Nestle wages war against breastfeeding.
Nestle is the number one producer of baby formula in the world. (Formula is an $11.5 billion dollar industry.) The company has received sharp criticism for its inroads into third world countries, where they have created massive demand for baby formula in a place where the poverty is so intense that mere survival is a struggle. Presented with the idea that formula was healthier for their babies than breast milk, the destitute mothers began watering down the formula and, as a result, millions of infants around the globe died of malnutrition.
A New York Times’ article on the scandal said one Jamaican family’s income “averaged only $7 a week,” leading the mother to dilute the water with as much as three times the recommended amount of water so she could feed two children.
“The results can be seen in the clinics and hospitals, the slums and graveyards of the Third World,” said War on Want. “Children whose bodies have wasted away until all that is left is a big head on top of the shriveled body of an old man.”
In the Times, United States Agency for International Development official, Dr. Stephen Joseph, blamed reliance on baby formula for a million infant deaths every year through malnutrition and diarrheal diseases. (source)
Nestle’s war on breastfeeding didn’t stop there, however.
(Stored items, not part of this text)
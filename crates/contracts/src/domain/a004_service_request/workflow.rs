//! Generic status workflow for service-request lists.
//!
//! One parameterized configuration replaces the per-entity list logic:
//! each request kind declares which statuses a pending request may move
//! to, and every list page applies the same pure search/sort/paginate
//! pipeline over the fetched rows.

use std::cmp::Ordering;

use super::aggregate::{RequestKind, RequestStatus, ServiceRequest};

/// Per-kind workflow configuration.
#[derive(Debug, Clone, Copy)]
pub struct WorkflowConfig {
    pub kind: RequestKind,
    targets: &'static [RequestStatus],
}

impl WorkflowConfig {
    pub fn for_kind(kind: RequestKind) -> Self {
        let targets: &'static [RequestStatus] = match kind {
            // Maintenance work is done or it is not.
            RequestKind::MaintenanceContract | RequestKind::ExtinguisherMaintenance => {
                &[RequestStatus::Completed, RequestStatus::Rejected]
            }
            // Plans go through a review decision.
            RequestKind::SafetyPlan | RequestKind::EngineeringPlan => {
                &[RequestStatus::Approved, RequestStatus::Rejected]
            }
        };
        Self { kind, targets }
    }

    /// Statuses the given request may transition to. Only pending
    /// requests transition; everything else is terminal.
    pub fn allowed_targets(&self, from: RequestStatus) -> &'static [RequestStatus] {
        match from {
            RequestStatus::Pending => self.targets,
            _ => &[],
        }
    }

    pub fn can_transition(&self, from: RequestStatus, to: RequestStatus) -> bool {
        self.allowed_targets(from).contains(&to)
    }
}

/// Sortable columns of the request lists.
#[derive(Debug, Clone, Copy, PartialEq, Eq, Default)]
pub enum SortField {
    Reference,
    Customer,
    City,
    Status,
    #[default]
    RequestedAt,
}

/// Pure list-query state: search filter, sort, slice pagination.
#[derive(Debug, Clone)]
pub struct ListQuery {
    pub search: String,
    pub sort_field: SortField,
    pub sort_ascending: bool,
    /// 0-indexed.
    pub page: usize,
    pub page_size: usize,
}

impl Default for ListQuery {
    fn default() -> Self {
        Self {
            search: String::new(),
            sort_field: SortField::RequestedAt,
            sort_ascending: false,
            page: 0,
            page_size: 50,
        }
    }
}

/// One page of query results.
#[derive(Debug, Clone)]
pub struct Page {
    pub rows: Vec<ServiceRequest>,
    pub total_count: usize,
    pub total_pages: usize,
    /// Page actually served (requests past the end clamp to the last page).
    pub page: usize,
}

impl ListQuery {
    /// Apply filter, sort and pagination to the fetched rows. Pure: the
    /// input is untouched, the query itself is untouched.
    pub fn apply(&self, items: &[ServiceRequest]) -> Page {
        let filter = self.search.trim().to_lowercase();
        let mut filtered: Vec<ServiceRequest> = items
            .iter()
            // same convention as the search input: short queries match all
            .filter(|r| filter.len() < 3 || matches_filter(r, &filter))
            .cloned()
            .collect();

        filtered.sort_by(|a, b| {
            let cmp = compare_by_field(a, b, self.sort_field);
            if self.sort_ascending {
                cmp
            } else {
                cmp.reverse()
            }
        });

        let total_count = filtered.len();
        let page_size = self.page_size.max(1);
        let total_pages = (total_count.max(1) + page_size - 1) / page_size;
        let page = self.page.min(total_pages - 1);
        let start = page * page_size;
        let rows = filtered
            .into_iter()
            .skip(start)
            .take(page_size)
            .collect();

        Page {
            rows,
            total_count,
            total_pages,
            page,
        }
    }
}

fn matches_filter(request: &ServiceRequest, filter: &str) -> bool {
    request.reference.to_lowercase().contains(filter)
        || request.customer_name.to_lowercase().contains(filter)
        || request.city.to_lowercase().contains(filter)
}

fn compare_by_field(a: &ServiceRequest, b: &ServiceRequest, field: SortField) -> Ordering {
    match field {
        SortField::Reference => a.reference.cmp(&b.reference),
        SortField::Customer => a.customer_name.cmp(&b.customer_name),
        SortField::City => a.city.cmp(&b.city),
        SortField::Status => a.status.label().cmp(b.status.label()),
        SortField::RequestedAt => a.requested_at.cmp(&b.requested_at),
    }
}

#[cfg(test)]
mod tests {
    use super::*;
    use chrono::{TimeZone, Utc};

    fn request(id: &str, customer: &str, status: RequestStatus, day: u32) -> ServiceRequest {
        ServiceRequest {
            id: id.to_string(),
            reference: format!("REQ-{id}"),
            customer_name: customer.to_string(),
            city: "Jeddah".to_string(),
            status,
            requested_at: Utc.with_ymd_and_hms(2026, 8, day, 12, 0, 0).unwrap(),
            notes: None,
        }
    }

    #[test]
    fn only_pending_requests_transition() {
        let config = WorkflowConfig::for_kind(RequestKind::MaintenanceContract);
        assert!(config.can_transition(RequestStatus::Pending, RequestStatus::Completed));
        assert!(config.can_transition(RequestStatus::Pending, RequestStatus::Rejected));
        assert!(!config.can_transition(RequestStatus::Pending, RequestStatus::Approved));
        assert!(!config.can_transition(RequestStatus::Completed, RequestStatus::Rejected));
        assert!(config.allowed_targets(RequestStatus::Rejected).is_empty());
    }

    #[test]
    fn plans_use_review_decisions() {
        for kind in [RequestKind::SafetyPlan, RequestKind::EngineeringPlan] {
            let config = WorkflowConfig::for_kind(kind);
            assert!(config.can_transition(RequestStatus::Pending, RequestStatus::Approved));
            assert!(!config.can_transition(RequestStatus::Pending, RequestStatus::Completed));
        }
    }

    #[test]
    fn search_filters_case_insensitively_after_three_chars() {
        let items = vec![
            request("1", "Alfa Trading", RequestStatus::Pending, 1),
            request("2", "Beta Mills", RequestStatus::Pending, 2),
        ];
        let mut query = ListQuery::default();
        query.search = "al".to_string();
        assert_eq!(query.apply(&items).total_count, 2, "short query matches all");
        query.search = "ALFA".to_string();
        let page = query.apply(&items);
        assert_eq!(page.total_count, 1);
        assert_eq!(page.rows[0].customer_name, "Alfa Trading");
    }

    #[test]
    fn default_sort_is_newest_first() {
        let items = vec![
            request("1", "Alfa", RequestStatus::Pending, 1),
            request("2", "Beta", RequestStatus::Pending, 9),
            request("3", "Gamma", RequestStatus::Pending, 4),
        ];
        let page = ListQuery::default().apply(&items);
        let refs: Vec<&str> = page.rows.iter().map(|r| r.reference.as_str()).collect();
        assert_eq!(refs, vec!["REQ-2", "REQ-3", "REQ-1"]);
    }

    #[test]
    fn sort_by_customer_ascending() {
        let items = vec![
            request("1", "Gamma", RequestStatus::Pending, 1),
            request("2", "Alfa", RequestStatus::Pending, 2),
        ];
        let query = ListQuery {
            sort_field: SortField::Customer,
            sort_ascending: true,
            ..Default::default()
        };
        let page = query.apply(&items);
        assert_eq!(page.rows[0].customer_name, "Alfa");
    }

    #[test]
    fn pagination_slices_and_clamps() {
        let items: Vec<ServiceRequest> = (1..=7)
            .map(|i| request(&i.to_string(), "Customer", RequestStatus::Pending, i as u32))
            .collect();
        let query = ListQuery {
            page: 2,
            page_size: 3,
            sort_field: SortField::Reference,
            sort_ascending: true,
            ..Default::default()
        };
        let page = query.apply(&items);
        assert_eq!(page.total_count, 7);
        assert_eq!(page.total_pages, 3);
        assert_eq!(page.rows.len(), 1);

        let beyond = ListQuery {
            page: 99,
            page_size: 3,
            ..Default::default()
        };
        let page = beyond.apply(&items);
        assert_eq!(page.page, 2, "page past the end clamps to the last page");
        assert!(!page.rows.is_empty());
    }

    #[test]
    fn empty_input_yields_one_empty_page() {
        let page = ListQuery::default().apply(&[]);
        assert_eq!(page.total_count, 0);
        assert_eq!(page.total_pages, 1);
        assert!(page.rows.is_empty());
    }
}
Patent US 8012509 B2 for the compounds in human breast milk was granted to Nestle in 2011. According to a paper in the International Breastfeeding Journal in 2006, there were over 1200 patents currently pending on the components of human breast milk in the United States alone. “The ownership and monopolization of human milk components has been declared by various institutions and corporations from medical universities such as John Hopkins and Baylor College of Medicine, to infant formula companies such as Nestle and Wyeth, to biotech companies such as Agennix, and even including the US Government as represented by the Department of Health.”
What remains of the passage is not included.